Hamzah bin Abu Samah (5 January 1924 – 4 September 2012) was a Malaysian politician, lawyer and sports administrator who served as the president of Asian Football Confederation from 9 December 1978 to 1 August 1994. In 2006, he was conferred the FIFA Order of Merit for his contribution towards Asian football. He also one of the fourth Malaysian to join the exclusive club of AFC Diamond of Asia Award with Dato' Seri Najib Tun Razak, Sultan Ahmad Shah and Sultan Abdullah.

Biography
Hamzah was educated at Malay College Kuala Kangsar.  He went on to study law at Gray's Inn in England.  He became a Member of Parliament representing Raub (1967–1978) and Temerloh (1978–1980) in Dewan Rakyat, Malaysia's parliament.
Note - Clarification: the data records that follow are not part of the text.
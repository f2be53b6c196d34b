//! PublishAppointmentHandler - Delivers one appointment to the event channel.
//!
//! ## Delivery policy
//!
//! | Setting | Default | Description |
//! |---------|---------|-------------|
//! | `topic` | `appointments` | Destination topic |
//! | `send_timeout` | 10s | Upper bound on each attempt |
//! | `max_retries` | 5 | Retries after the first attempt |
//!
//! Timeouts and connection failures are retried immediately until the budget
//! is spent. A rejection by the channel is not retried. The handler returns
//! only after an acknowledgment or a terminal error.

use std::sync::Arc;
use std::time::Duration;

use tokio::time;

use crate::config::ProducerConfig;
use crate::domain::appointment::Appointment;
use crate::ports::{ChannelError, DeliveryReceipt, EventChannel};

/// Configuration for the PublishAppointmentHandler.
#[derive(Debug, Clone, PartialEq, Eq)]
pub struct PublisherConfig {
    pub topic: String,
    pub send_timeout: Duration,
    pub max_retries: u32,
}

impl Default for PublisherConfig {
    fn default() -> Self {
        Self {
            topic: "appointments".to_string(),
            send_timeout: Duration::from_secs(10),
            max_retries: 5,
        }
    }
}

impl PublisherConfig {
    /// Create config with a custom topic.
    pub fn with_topic(mut self, topic: impl Into<String>) -> Self {
        self.topic = topic.into();
        self
    }

    /// Create config with a custom per-attempt timeout.
    pub fn with_send_timeout(mut self, timeout: Duration) -> Self {
        self.send_timeout = timeout;
        self
    }

    /// Create config with a custom retry budget.
    pub fn with_max_retries(mut self, retries: u32) -> Self {
        self.max_retries = retries;
        self
    }

    /// Total attempts per appointment (first attempt plus retries).
    pub fn max_attempts(&self) -> u32 {
        self.max_retries.saturating_add(1)
    }
}

impl From<&ProducerConfig> for PublisherConfig {
    fn from(config: &ProducerConfig) -> Self {
        Self {
            topic: config.topic.clone(),
            send_timeout: config.send_timeout(),
            max_retries: config.max_retries,
        }
    }
}

/// Errors that end delivery of an appointment.
#[derive(Debug, Clone, PartialEq, Eq, thiserror::Error)]
pub enum PublishError {
    #[error("Failed to serialize appointment: {0}")]
    Serialization(String),

    #[error("Channel rejected appointment after {attempts} attempt(s): {reason}")]
    Rejected { attempts: u32, reason: String },

    #[error("Delivery failed after {attempts} attempts: {last_error}")]
    RetriesExhausted {
        attempts: u32,
        last_error: ChannelError,
    },
}

impl PublishError {
    /// Attempts made before giving up (zero when nothing was sent).
    pub fn attempts(&self) -> u32 {
        match self {
            PublishError::Serialization(_) => 0,
            PublishError::Rejected { attempts, .. } => *attempts,
            PublishError::RetriesExhausted { attempts, .. } => *attempts,
        }
    }
}

/// Handler for publishing appointments with bounded retries.
pub struct PublishAppointmentHandler {
    channel: Arc<dyn EventChannel>,
    config: PublisherConfig,
}

impl PublishAppointmentHandler {
    /// Create a new handler with default configuration.
    pub fn new(channel: Arc<dyn EventChannel>) -> Self {
        Self::with_config(channel, PublisherConfig::default())
    }

    pub fn with_config(channel: Arc<dyn EventChannel>, config: PublisherConfig) -> Self {
        Self { channel, config }
    }

    pub fn config(&self) -> &PublisherConfig {
        &self.config
    }

    /// Serializes the appointment and sends it until acknowledged.
    pub async fn handle(&self, appointment: &Appointment) -> Result<DeliveryReceipt, PublishError> {
        let payload = serde_json::to_vec(appointment)
            .map_err(|e| PublishError::Serialization(e.to_string()))?;
        let event_id = appointment.id().as_str();
        let max_attempts = self.config.max_attempts();

        let mut attempt = 0;
        loop {
            attempt += 1;

            let outcome = match time::timeout(
                self.config.send_timeout,
                self.channel.send(&self.config.topic, event_id, &payload),
            )
            .await
            {
                Ok(result) => result,
                Err(_) => Err(ChannelError::Timeout(self.config.send_timeout)),
            };

            match outcome {
                Ok(receipt) => {
                    tracing::debug!(
                        appointment_id = %event_id,
                        entry_id = %receipt.entry_id,
                        attempt,
                        "Appointment acknowledged"
                    );
                    return Ok(receipt);
                }
                Err(error) if error.is_transient() && attempt < max_attempts => {
                    tracing::warn!(
                        appointment_id = %event_id,
                        attempt,
                        max_attempts,
                        error = %error,
                        "Send attempt failed, retrying"
                    );
                }
                Err(error) if error.is_transient() => {
                    return Err(PublishError::RetriesExhausted {
                        attempts: attempt,
                        last_error: error,
                    });
                }
                Err(error) => {
                    return Err(PublishError::Rejected {
                        attempts: attempt,
                        reason: error.to_string(),
                    });
                }
            }
        }
    }
}

#[cfg(test)]
mod tests {
    use super::*;
    use crate::adapters::events::{InMemoryEventChannel, ScriptedSend};
    use crate::domain::appointment::AppointmentGenerator;
    use rand::rngs::StdRng;
    use rand::SeedableRng;

    fn appointment() -> Appointment {
        AppointmentGenerator::new(StdRng::seed_from_u64(7), crate::domain::foundation::SystemClock)
            .generate()
    }

    fn handler(channel: Arc<InMemoryEventChannel>) -> PublishAppointmentHandler {
        PublishAppointmentHandler::new(channel)
    }

    #[test]
    fn default_config_allows_six_attempts() {
        let config = PublisherConfig::default();
        assert_eq!(config.max_attempts(), 6);
        assert_eq!(config.topic, "appointments");
    }

    #[test]
    fn config_from_producer_settings() {
        let producer = ProducerConfig {
            topic: "clinic".to_string(),
            max_retries: 2,
            ..Default::default()
        };
        let config = PublisherConfig::from(&producer);
        assert_eq!(config.topic, "clinic");
        assert_eq!(config.max_attempts(), 3);
        assert_eq!(config.send_timeout, Duration::from_secs(10));
    }

    #[tokio::test]
    async fn publishes_json_keyed_by_appointment_id() {
        let channel = Arc::new(InMemoryEventChannel::new());
        let appointment = appointment();

        let receipt = handler(channel.clone()).handle(&appointment).await.unwrap();

        assert_eq!(receipt.topic, "appointments");
        let records = channel.records();
        assert_eq!(records.len(), 1);
        assert_eq!(records[0].event_id, appointment.id().as_str());

        let json = records[0].payload_json().unwrap();
        assert_eq!(json["appointment_id"], appointment.id().as_str());
        assert_eq!(json["status"], appointment.status().as_str());
    }

    #[tokio::test(start_paused = true)]
    async fn four_timeouts_then_success_takes_five_attempts() {
        let channel = Arc::new(InMemoryEventChannel::new());
        channel.hang_next(4);

        let receipt = handler(channel.clone()).handle(&appointment()).await;

        assert!(receipt.is_ok());
        assert_eq!(channel.attempts(), 5);
        assert_eq!(channel.records().len(), 1);
    }

    #[tokio::test(start_paused = true)]
    async fn six_failures_exhaust_the_budget() {
        let channel = Arc::new(InMemoryEventChannel::new());
        channel.hang_next(6);

        let result = handler(channel.clone()).handle(&appointment()).await;

        match result {
            Err(PublishError::RetriesExhausted { attempts, last_error }) => {
                assert_eq!(attempts, 6);
                assert_eq!(last_error, ChannelError::Timeout(Duration::from_secs(10)));
            }
            other => panic!("Expected RetriesExhausted, got {:?}", other),
        }
        assert_eq!(channel.attempts(), 6);
        assert!(channel.records().is_empty());
    }

    #[tokio::test]
    async fn connection_errors_are_retried() {
        let channel = Arc::new(InMemoryEventChannel::new());
        channel.fail_next(2, ChannelError::Connection("reset".into()));

        let result = handler(channel.clone()).handle(&appointment()).await;

        assert!(result.is_ok());
        assert_eq!(channel.attempts(), 3);
    }

    #[tokio::test]
    async fn rejection_is_not_retried() {
        let channel = Arc::new(InMemoryEventChannel::new());
        channel.script([ScriptedSend::Fail(ChannelError::Rejected("WRONGTYPE".into()))]);

        let result = handler(channel.clone()).handle(&appointment()).await;

        assert!(matches!(result, Err(PublishError::Rejected { attempts: 1, .. })));
        assert_eq!(channel.attempts(), 1);
    }

    #[tokio::test]
    async fn zero_retries_means_one_attempt() {
        let channel = Arc::new(InMemoryEventChannel::new());
        channel.fail_next(1, ChannelError::Connection("refused".into()));
        let handler = PublishAppointmentHandler::with_config(
            channel.clone(),
            PublisherConfig::default().with_max_retries(0),
        );

        let result = handler.handle(&appointment()).await;

        assert_eq!(result.unwrap_err().attempts(), 1);
        assert_eq!(channel.attempts(), 1);
    }
}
Additionally he was Minister of Sports and Youth from 22 April 1971 to 1 May 1973 in the Cabinet of Prime Minister Tun Abdul Razak. He was defence minister from 1973 to 1980 and Trade and Industry Minister from 1974 to 1980.  In 1980, he stepped down after having a coronary bypass operation.

He was a member of IOC from 1978 to 2004 and was an honorary member until his death.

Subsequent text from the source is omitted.